■ Provided material ■
::::::::::

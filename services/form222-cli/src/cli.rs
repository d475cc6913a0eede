//! Command line definitions.

use std::path::PathBuf;

use clap::{Parser, Subcommand};
use pharmreturn_utils::ExportFormat;

#[derive(Parser)]
#[command(
    name = "form222",
    version,
    about = "Controlled-substance compliance tools: NDC scan normalization and DEA Form 222 generation"
)]
pub struct Cli {
    #[command(subcommand)]
    pub command: Command,

    /// Log level filter (overrides configuration; RUST_LOG still wins).
    #[arg(long = "log-level", global = true)]
    pub log_level: Option<String>,

    /// Machine-readable JSON output.
    #[arg(long, global = true)]
    pub json: bool,
}

#[derive(Subcommand)]
pub enum Command {
    /// Parse scanned or typed identifiers into NDC, lot and expiration.
    Scan(ScanArgs),

    /// Normalize a raw NDC and check its format.
    Ndc(NdcArgs),

    /// Generate Form 222s from a registrant and controlled line items.
    Generate(GenerateArgs),

    /// Validate previously generated forms.
    Validate(ValidateArgs),
}

#[derive(Parser)]
pub struct ScanArgs {
    /// Raw scanner output, one value per argument.
    #[arg(value_name = "RAW", required = true)]
    pub raw: Vec<String>,
}

#[derive(Parser)]
pub struct NdcArgs {
    #[arg(value_name = "NDC")]
    pub ndc: String,
}

#[derive(Parser)]
pub struct GenerateArgs {
    /// JSON document `{ "registrant": {..}, "items": [..] }`. The registrant
    /// falls back to the configured one.
    #[arg(long, value_name = "FILE")]
    pub input: PathBuf,

    /// Export format (defaults to the configured format). With `--json` and
    /// no `--out`, stdout carries `{ "forms": [..], "validation": [..] }`.
    #[arg(long)]
    pub format: Option<ExportFormat>,

    /// Write one file per form into this directory instead of stdout.
    #[arg(long = "out", value_name = "DIR")]
    pub out_dir: Option<PathBuf>,
}

#[derive(Parser)]
pub struct ValidateArgs {
    /// JSON array of forms.
    #[arg(long, value_name = "FILE")]
    pub input: PathBuf,
}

::::::::::

Transcribe the material above in full, keeping each word unchanged.

■ Result of the exercise ■
filename services/form222-cli/src/cli.rs
repository d475cc6913a0eede
//! Command line definitions.

use std::path::PathBuf;

use clap::{Parser, Subcommand};
use pharmreturn_utils::ExportFormat;

#[derive(Parser)]
#[command(
    name = "form222",
    version,
    about = "Controlled-substance compliance tools: NDC scan normalization and DEA Form 222 generation"
)]
pub struct Cli {
    #[command(subcommand)]
    pub command: Command,

    /// Log level filter (overrides configuration; RUST_LOG still wins).
    #[arg(long = "log-level", global = true)]
    pub log_level: Option<String>,

    /// Machine-readable JSON output.
    #[arg(long, global = true)]
    pub json: bool,
}

#[derive(Subcommand)]
pub enum Command {
    /// Parse scanned or typed identifiers into NDC, lot and expiration.
    Scan(ScanArgs),

    /// Normalize a raw NDC and check its format.
    Ndc(NdcArgs),

    /// Generate Form 222s from a registrant and controlled line items.
    Generate(GenerateArgs),

    /// Validate previously generated forms.
    Validate(ValidateArgs),
}

#[derive(Parser)]
pub struct ScanArgs {
    /// Raw scanner output, one value per argument.
    #[arg(value_name = "RAW", required = true)]
    pub raw: Vec<String>,
}

#[derive(Parser)]
pub struct NdcArgs {
    #[arg(value_name = "NDC")]
    pub ndc: String,
}

#[derive(Parser)]
pub struct GenerateArgs {
    /// JSON document `{ "registrant": {..}, "items": [..] }`. The registrant
    /// falls back to the configured one.
    #[arg(long, value_name = "FILE")]
    pub input: PathBuf,

    /// Export format (defaults to the configured format). With `--json` and
    /// no `--out`, stdout carries `{ "forms": [..], "validation": [..] }`.
    #[arg(long)]
    pub format: Option<ExportFormat>,

    /// Write one file per form into this directory instead of stdout.
    #[arg(long = "out", value_name = "DIR")]
    pub out_dir: Option<PathBuf>,
}

#[derive(Parser)]
pub struct ValidateArgs {
    /// JSON array of forms.
    #[arg(long, value_name = "FILE")]
    pub input: PathBuf,
}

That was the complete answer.